Eu sei, eu sei, estou cri-cri demais, meio amarga talvez. Acontece que sinto falta de mais verdade, de menos atuação, de mais interação, de menos individualismo. Parece que a vida nas redes virou, na maior parte do tempo, um entretenimento de gosto duvidoso – um espetáculo de violência ou superficialidade, que cria mais distância do que proximidade. O conto fantástico, exótico ou absurdo do outro pode até ser baseado em “fatos reais”, mas desmerece nossa qualidade humana e gera uma confusão de sentimentos desnecessários.
Como me recordou Luri, em um lindo texto sobre Miyazaki, o pai da Chihiro, estamos “soterrados por informação do pior tipo”, destacando mais a sombra do que a luz, colaborando para uma realidade “na qual a guerra, a fome, o crime e a maldade pura são a regra.” Levantam-se bandeiras contra o ódio com ódio, fala-se de inserção sem inserir, a empatia é reservada a quem faz parte do clube ou tem crédito suficiente para tal.
Concordo que, dentro deste contexto, não é de se estranhar que estejamos mais ansiosos. O piloto automático nos faz buscar a felicidade a qualquer custo, sem saber direito o quê, como e onde encontrá-la. Damos importância ao efêmero sem perceber que a nossa alma adoece gradualmente.
Com o passar dos anos, ao notar os efeitos disso tudo em mim, parei para refletir sobre como estou alimentando a minha alma e como ela reage aos diversos tipos de “comida”. Passei a aplicar aquele velho lema do design, “menos é mais”, a muitas dimensões da vida.
Assim, distinguir o essencial virou praticamente um propósito de vida; privilegiar a qualidade, não mais a quantidade, uma meta diária; evitar a tiktorização da minha existência, um objetivo.

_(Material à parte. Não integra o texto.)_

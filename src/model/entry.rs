use chrono::{DateTime, NaiveDate, Utc};
use serde::{Deserialize, Serialize};
use std::fmt;
use uuid::Uuid;

use crate::error::StoreError;

/// Lifecycle of an entry's transcription.
///
/// Transitions move along `pending -> processing -> {done | failed}`.
/// `done` is terminal; `failed` may re-enter `processing` on an external
/// re-trigger. Nothing else is a legal write.
#[derive(Debug, Clone, Copy, PartialEq, Eq, Serialize, Deserialize)]
#[serde(rename_all = "lowercase")]
pub enum TranscriptionStatus {
    Pending,
    Processing,
    Done,
    Failed,
}

impl TranscriptionStatus {
    pub fn can_transition_to(self, next: Self) -> bool {
        use TranscriptionStatus::*;
        matches!(
            (self, next),
            (Pending, Processing)
                | (Failed, Processing)
                | (Processing, Done)
                | (Processing, Failed)
        )
    }
}

impl fmt::Display for TranscriptionStatus {
    fn fmt(&self, f: &mut fmt::Formatter<'_>) -> fmt::Result {
        let s = match self {
            TranscriptionStatus::Pending => "pending",
            TranscriptionStatus::Processing => "processing",
            TranscriptionStatus::Done => "done",
            TranscriptionStatus::Failed => "failed",
        };
        f.write_str(s)
    }
}

/// One voice-memo record.
///
/// Field invariants, enforced by the transition methods below so every
/// store implementation applies the same rules:
/// - both transcripts are non-null iff status is `done`;
/// - `transcription_error` is non-null only while status is `failed`;
/// - `pending`/`processing` carry no transcripts.
#[derive(Debug, Clone, Serialize, Deserialize)]
pub struct Entry {
    pub id: Uuid,
    pub trip_id: Uuid,
    pub audio_url: String,
    pub audio_mime: String,
    /// Calendar date the entry represents, in the user's local context.
    pub entry_date: NaiveDate,
    pub created_at: DateTime<Utc>,
    pub created_by: Uuid,
    pub transcription_status: TranscriptionStatus,
    /// Transcript in the source language.
    pub transcript_mr: Option<String>,
    /// Transcript translated to the target language.
    pub transcript_en: Option<String>,
    pub transcription_provider: Option<String>,
    pub transcription_error: Option<String>,
}

impl Entry {
    pub fn new(
        trip_id: Uuid,
        audio_url: impl Into<String>,
        audio_mime: impl Into<String>,
        entry_date: NaiveDate,
        created_by: Uuid,
    ) -> Self {
        Self {
            id: Uuid::new_v4(),
            trip_id,
            audio_url: audio_url.into(),
            audio_mime: audio_mime.into(),
            entry_date,
            created_at: Utc::now(),
            created_by,
            transcription_status: TranscriptionStatus::Pending,
            transcript_mr: None,
            transcript_en: None,
            transcription_provider: None,
            transcription_error: None,
        }
    }

    fn transition(&mut self, next: TranscriptionStatus) -> Result<(), StoreError> {
        let from = self.transcription_status;
        if !from.can_transition_to(next) {
            return Err(StoreError::InvalidTransition { from, to: next });
        }
        self.transcription_status = next;
        Ok(())
    }

    /// Move into `processing`. Clears any error detail left by a previous
    /// failed attempt so the `failed => error present` invariant holds.
    pub fn begin_processing(&mut self) -> Result<(), StoreError> {
        self.transition(TranscriptionStatus::Processing)?;
        self.transcription_error = None;
        Ok(())
    }

    /// Terminal success: both transcripts and the provider tag land in the
    /// same write as the status.
    pub fn complete(
        &mut self,
        transcript_source: impl Into<String>,
        transcript_target: impl Into<String>,
        provider: impl Into<String>,
    ) -> Result<(), StoreError> {
        self.transition(TranscriptionStatus::Done)?;
        self.transcript_mr = Some(transcript_source.into());
        self.transcript_en = Some(transcript_target.into());
        self.transcription_provider = Some(provider.into());
        Ok(())
    }

    /// Terminal failure for this invocation: the human-readable cause is
    /// persisted alongside the status.
    pub fn fail(&mut self, detail: impl Into<String>) -> Result<(), StoreError> {
        self.transition(TranscriptionStatus::Failed)?;
        self.transcription_error = Some(detail.into());
        Ok(())
    }
}
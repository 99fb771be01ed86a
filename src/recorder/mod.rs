//! Recorder state machine
//!
//! This module provides the client-side recording session:
//! - `CaptureBackend` - the microphone capture seam
//! - `RecorderSession` - record/pause/resume/stop transitions, ordered
//!   chunk accumulation, and the elapsed-seconds counter

mod capture;
mod session;

pub use capture::{CaptureBackend, CaptureState};
pub use session::{AudioBlob, RecorderSession, RecorderState, AUDIO_MIME};
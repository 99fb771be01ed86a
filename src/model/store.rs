use async_trait::async_trait;
use uuid::Uuid;

use super::{Entry, Trip};
use crate::error::StoreError;

/// Store seam over the external relational database.
///
/// Implementations own their interior synchronization; handlers and the
/// pipeline share one store behind `Arc<dyn EntryStore>`.
#[async_trait]
pub trait EntryStore: Send + Sync {
    async fn insert_trip(&self, trip: Trip) -> Result<Trip, StoreError>;

    async fn get_trip(&self, id: Uuid) -> Result<Trip, StoreError>;

    /// All trips, newest first.
    async fn list_trips(&self) -> Result<Vec<Trip>, StoreError>;

    async fn insert_entry(&self, entry: Entry) -> Result<Entry, StoreError>;

    async fn get_entry(&self, id: Uuid) -> Result<Entry, StoreError>;

    /// Entries belonging to a trip, newest first.
    async fn entries_for_trip(&self, trip_id: Uuid) -> Result<Vec<Entry>, StoreError>;

    /// Compare-and-set `{pending, failed} -> processing`.
    ///
    /// A caller that loses the race (entry already `processing` or `done`)
    /// gets `StoreError::InvalidTransition` and must not run the pipeline.
    async fn begin_processing(&self, id: Uuid) -> Result<Entry, StoreError>;

    /// Single terminal write for a successful pipeline run: both
    /// transcripts, the provider tag, and status `done`.
    async fn complete_entry(
        &self,
        id: Uuid,
        transcript_source: &str,
        transcript_target: &str,
        provider: &str,
    ) -> Result<Entry, StoreError>;

    /// Single terminal write for a failed pipeline run: status `failed`
    /// plus a human-readable error detail.
    async fn fail_entry(&self, id: Uuid, detail: &str) -> Result<Entry, StoreError>;
}
use std::io::Write;
use std::sync::Arc;
use std::time::Duration;

use clap::Subcommand;
use regrow_core::feedback::{silent, Feedback, SharedFeedback};
use regrow_core::format::format_time;
use regrow_core::{Attempt, AttemptOptions, Event, ValidationError};
use tokio::io::{AsyncBufReadExt, BufReader};
use tokio::time::MissedTickBehavior;

use super::Context;

#[derive(Subcommand)]
pub enum SessionAction {
    /// Run a session against a goal, reading commands from stdin
    ///
    /// Commands: `+` rep, `s` start/pause timer, `a` toggle auto-count,
    /// `f` finish early, `q` abandon, `r` repeat, `?` status, `x` exit.
    Run {
        /// Goal ID
        goal_id: String,
    },
    /// List stored sessions
    List {
        /// Only sessions of this goal
        #[arg(long)]
        goal: Option<String>,
        /// Output as JSON
        #[arg(long)]
        json: bool,
    },
}

/// Rings the terminal bell on stderr.
struct Bell;

impl Feedback for Bell {
    fn pulse(&self, _ms: u64) {
        let mut err = std::io::stderr();
        let _ = err.write_all(b"\x07");
        let _ = err.flush();
    }
}

enum Input {
    Increment,
    ToggleTimer,
    ToggleAutoCount,
    FinishEarly,
    Abandon,
    Repeat,
    Status,
    Exit,
}

impl Input {
    fn parse(line: &str) -> Option<Self> {
        match line.trim() {
            "+" => Some(Self::Increment),
            "s" => Some(Self::ToggleTimer),
            "a" => Some(Self::ToggleAutoCount),
            "f" => Some(Self::FinishEarly),
            "q" => Some(Self::Abandon),
            "r" => Some(Self::Repeat),
            "?" => Some(Self::Status),
            "x" => Some(Self::Exit),
            _ => None,
        }
    }
}

pub fn run(action: SessionAction) -> Result<(), Box<dyn std::error::Error>> {
    let ctx = Context::open()?;

    match action {
        SessionAction::Run { goal_id } => {
            let registry = ctx.registry();
            let goal = registry.get(&goal_id).ok_or(ValidationError::NotFound {
                kind: "goal".into(),
                id: goal_id.clone(),
            })?;
            let feedback: SharedFeedback = if ctx.config.feedback.haptics {
                Arc::new(Bell)
            } else {
                silent()
            };
            let options = AttemptOptions::from(&ctx.config);
            let (attempt, started) =
                Attempt::begin(goal, ctx.manager(), registry, feedback, options);
            emit(&[started])?;

            let runtime = tokio::runtime::Builder::new_current_thread()
                .enable_all()
                .build()?;
            runtime.block_on(drive(attempt, options.tick_ms))?;
        }
        SessionAction::List { goal, json } => {
            let mut sessions = match goal {
                Some(id) => ctx.store.sessions_by_goal(&id),
                None => ctx.store.sessions(),
            };
            sessions.sort_by(|a, b| b.started_at.cmp(&a.started_at));
            if json {
                println!("{}", serde_json::to_string_pretty(&sessions)?);
            } else if sessions.is_empty() {
                println!("No sessions.");
            } else {
                for s in &sessions {
                    println!(
                        "{}  {}  {:<9}  reps {}  {}",
                        s.started_at.format("%Y-%m-%d %H:%M"),
                        s.id,
                        s.status.as_str(),
                        s.current_reps,
                        format_time(s.elapsed_seconds)
                    );
                }
            }
        }
    }
    Ok(())
}

/// Tick the attempt and apply stdin commands until exit or end of input.
///
/// Leaving while the session is still active abandons it, including when
/// reading stdin or writing stdout fails.
async fn drive(mut attempt: Attempt, tick_ms: u64) -> Result<(), Box<dyn std::error::Error>> {
    let result = pump(&mut attempt, tick_ms).await;

    if !attempt.is_terminal() {
        let events = attempt.abandon();
        if let Err(e) = emit(&events) {
            tracing::warn!(error = %e, "failed to report abandoned session");
        }
    }
    result
}

async fn pump(attempt: &mut Attempt, tick_ms: u64) -> Result<(), Box<dyn std::error::Error>> {
    let mut lines = BufReader::new(tokio::io::stdin()).lines();
    let mut ticker = tokio::time::interval(Duration::from_millis(tick_ms));
    ticker.set_missed_tick_behavior(MissedTickBehavior::Skip);

    loop {
        tokio::select! {
            _ = ticker.tick() => emit(&attempt.tick())?,
            line = lines.next_line() => {
                let Some(line) = line? else {
                    break;
                };
                if line.trim().is_empty() {
                    continue;
                }
                let events = match Input::parse(&line) {
                    Some(Input::Increment) => attempt.increment(),
                    Some(Input::ToggleTimer) => attempt.toggle_timer(),
                    Some(Input::ToggleAutoCount) => attempt.toggle_auto_count(),
                    Some(Input::FinishEarly) => attempt.finish_early(),
                    Some(Input::Abandon) => attempt.abandon(),
                    Some(Input::Repeat) => attempt.repeat(),
                    Some(Input::Status) => vec![attempt.snapshot()],
                    Some(Input::Exit) => break,
                    None => {
                        tracing::warn!(input = line.trim(), "unknown command");
                        Vec::new()
                    }
                };
                emit(&events)?;
            }
        }
    }
    Ok(())
}

/// One JSON object per line on stdout.
fn emit(events: &[Event]) -> Result<(), Box<dyn std::error::Error>> {
    let mut out = std::io::stdout().lock();
    for event in events {
        serde_json::to_writer(&mut out, event)?;
        out.write_all(b"\n")?;
    }
    out.flush()?;
    Ok(())
}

E foi justamente isso que me fez bater o martelo neste Substack.
Tenho gostado muito de descobrir tantos planetas diferentes nesse universo paralelo, mais compassivo, mais reflexivo, mais gentil. São pessoas “de verdade, revelando quem são e o que mobiliza verdadeiramente sua atenção. Lançam nesse mar de algoritmos ondas que se conectam sabe-se lá com quem. o/
Luri e tantos outros, que ainda hei de celebrar em outras conversas, atingiram diretamente o meu coração e mente, provocando ideias de arrancar o fôlego e de me fazer refletir sobre a existência nesse planeta azul.
Eu sei, eu sei. Seria eu capaz do mesmo?
Sinceramente?
Não sei.
Só sei que gosto do desafio de escrever cartas para destinatários, em um primeiro momento talvez, anônimos. Prometo me comprometer com o desafio de ingressar nesse caminho com foco no passeio, não do destino. Lanço-me, assim, em uma empreitada inusitada, já que sempre vivi nos bastidores, sem qualquer tipo de complexo ou problema de autoestima em relação a isso. Aprendi que esse lugar é ocupado por mentes tão pensantes e criativas quanto aquelas que habitam os palcos. Gosto de pensar que são até mais outsiders, mais transgressores, subvertendo convenções, em nome da sua liberdade de ser, criar e viver. Até acompanham as tendências, mas sem aquela obsessão louca de achar que ler ou não um livro, ver ou não um filme, saber ou não de um meme, conhecer ou não uma celebridade, fazer ou não “aquela” viagem, define quem são.
Não é, porém, um caminho fácil. Em uma conversa recente, uma dessas outsiders se mostrou chateada por não encontrar mais portas abertas e braços estendidos. Em trilhas diversas, as rotas mais selvagens são solitárias, quase cruéis.
Quem nunca se sentiu assim?
Eu já.
Várias vezes.
Como seres sociais, queremos ter nossa rede de apoio, sermos reconhecidos e amados, só que expressar quem somos, nossas vontades e desejos torna-se, muitas vezes, um problema. A determinação? Pura teimosia - ou, como ouvi certa vez, intransigência.
Perguntei à outsider: você prefere se curvar à vontade dos outros, para ter esse senso de pertencimento, ou seguir o seu coração e pertencer a você, ao seu sonho?
Silêncio.
Tentei de novo.
Perguntei o que lhe realizava mais: fazer como os outros ou submeter-se àquela potência criativa que ela e todo ser carrega dentro de si?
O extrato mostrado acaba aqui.